St. Louis Fed hack could affect website's usersReprints
The Federal Reserve Bank of St. Louis does not believe that its websites and its systems were compromised or hacked during an April 24 incident, a spokeswoman said Wednesday, but users who had tried to access the site that day are being advised that they may have been affected.
Computer hackers manipulated routing settings at a domain name service vendor used by the St. Louis Fed so they could automatically redirect some of the bank’s web traffic to rogue websites in an effort to gain information, the bank said in a statement Monday.
In Wednesday’s follow-up statement, the spokeswoman said that the bank’s websites and its systems were not compromised.
The St. Louis Fed said in its statement on Monday that users who were redirected to one of the phony websites created by the hackers to simulate the look of its research stlouisfed.org website may have been unknowingly exposed to vulnerabilities that the hackers may have put there, such as phishing, malware and access to user names and passwords.
“If you attempted to log into your user account (on April 24) it is possible that this malicious group may have accessed your user name and password,” said the statement.
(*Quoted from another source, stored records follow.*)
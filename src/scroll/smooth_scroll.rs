use crate::animation::{lerp, Ease};

#[derive(Debug, Clone)]
pub struct SmoothScrollOptions {
    /// Seconds a wheel gesture takes to settle.
    pub duration: f32,
    pub easing: Ease,
    pub wheel_multiplier: f32,
    /// When disabled, wheel input scrolls immediately.
    pub smooth_wheel: bool,
}

impl Default for SmoothScrollOptions {
    fn default() -> Self {
        Self {
            duration: 1.2,
            easing: Ease::ExpoScroll,
            wheel_multiplier: 1.0,
            smooth_wheel: true,
        }
    }
}

#[derive(Debug, Clone)]
struct ScrollAnimation {
    from: f32,
    to: f32,
    elapsed: f32,
    duration: f32,
}

/// Eased page scrolling. Input moves a clamped target; every frame the
/// rendered scroll value eases from where it was toward that target.
#[derive(Debug, Clone)]
pub struct SmoothScroll {
    options: SmoothScrollOptions,
    value: f32,
    target: f32,
    limit: f32,
    animation: Option<ScrollAnimation>,
}

impl SmoothScroll {
    pub fn new(options: SmoothScrollOptions) -> Self {
        Self {
            options,
            value: 0.0,
            target: 0.0,
            limit: 0.0,
            animation: None,
        }
    }

    pub fn value(&self) -> f32 {
        self.value
    }

    pub fn target(&self) -> f32 {
        self.target
    }

    pub fn limit(&self) -> f32 {
        self.limit
    }

    pub fn is_scrolling(&self) -> bool {
        self.animation.is_some()
    }

    /// Updates the maximum scroll offset, pulling value and target back into
    /// range if the page got shorter.
    pub fn set_limit(&mut self, limit: f32) {
        self.limit = limit.max(0.0);
        if self.target > self.limit || self.value > self.limit {
            self.target = self.target.min(self.limit);
            self.value = self.value.min(self.limit);
            self.animation = None;
        }
    }

    pub fn on_wheel(&mut self, delta: f32) {
        let delta = delta * self.options.wheel_multiplier;
        let target = self.target + delta;
        let immediate = !self.options.smooth_wheel;
        self.scroll_to(target, immediate);
    }

    pub fn scroll_to(&mut self, target: f32, immediate: bool) {
        let target = target.clamp(0.0, self.limit);
        self.target = target;

        if immediate || self.options.duration <= 0.0 {
            self.value = target;
            self.animation = None;
            return;
        }

        self.animation = Some(ScrollAnimation {
            from: self.value,
            to: target,
            elapsed: 0.0,
            duration: self.options.duration,
        });
    }

    pub fn advance(&mut self, dt: f32) -> f32 {
        let Some(animation) = self.animation.as_mut() else {
            return self.value;
        };

        animation.elapsed += dt;
        let linear = (animation.elapsed / animation.duration).clamp(0.0, 1.0);
        let completed = linear >= 1.0;
        let eased = if completed {
            1.0
        } else {
            self.options.easing.apply(linear)
        };

        self.value = lerp(animation.from, animation.to, eased);

        if completed {
            self.value = animation.to;
            self.animation = None;
        }

        self.value
    }
}

#[cfg(test)]
mod tests {
    use super::*;

    fn scroller(limit: f32) -> SmoothScroll {
        let mut scroll = SmoothScroll::new(SmoothScrollOptions::default());
        scroll.set_limit(limit);
        scroll
    }

    #[test]
    fn wheel_eases_toward_target() {
        let mut scroll = scroller(1000.0);
        scroll.on_wheel(300.0);
        assert_eq!(scroll.target(), 300.0);

        let first = scroll.advance(0.1);
        assert!(first > 0.0 && first < 300.0);
        let second = scroll.advance(0.1);
        assert!(second > first);

        for _ in 0..20 {
            scroll.advance(0.1);
        }
        assert_eq!(scroll.value(), 300.0);
        assert!(!scroll.is_scrolling());
    }

    #[test]
    fn target_is_clamped_to_page() {
        let mut scroll = scroller(500.0);
        scroll.on_wheel(-200.0);
        assert_eq!(scroll.target(), 0.0);
        scroll.on_wheel(10_000.0);
        assert_eq!(scroll.target(), 500.0);
    }

    #[test]
    fn accumulated_wheel_restarts_from_current_value() {
        let mut scroll = scroller(2000.0);
        scroll.on_wheel(100.0);
        scroll.advance(0.3);
        let mid = scroll.value();
        scroll.on_wheel(100.0);
        assert_eq!(scroll.target(), 200.0);
        assert_eq!(scroll.value(), mid);
        let next = scroll.advance(0.016);
        assert!(next >= mid);
    }

    #[test]
    fn immediate_scroll_and_shrinking_limit() {
        let mut scroll = scroller(1000.0);
        scroll.scroll_to(800.0, true);
        assert_eq!(scroll.value(), 800.0);
        scroll.set_limit(400.0);
        assert_eq!(scroll.value(), 400.0);
        assert_eq!(scroll.target(), 400.0);
    }

    #[test]
    fn disabled_smooth_wheel_jumps() {
        let mut scroll = SmoothScroll::new(SmoothScrollOptions {
            smooth_wheel: false,
            ..Default::default()
        });
        scroll.set_limit(1000.0);
        scroll.on_wheel(120.0);
        assert_eq!(scroll.value(), 120.0);
    }
}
The warning was sent to individuals who have an active user account for its publicly available economic data and analysis tools, which are available on the reserve bank’s research division’s public website.
The warning said also, “Out of an abundance of caution, we wanted to alert you to this issue, and also make you aware that the next time you log into your user account, you will be asked to change your password. In addition, in the event that your user name and password are the same or similar as those you use for other websites, we highly recommend that you follow best practices and use a strong, unique and different password for each of your user accounts on the Internet.”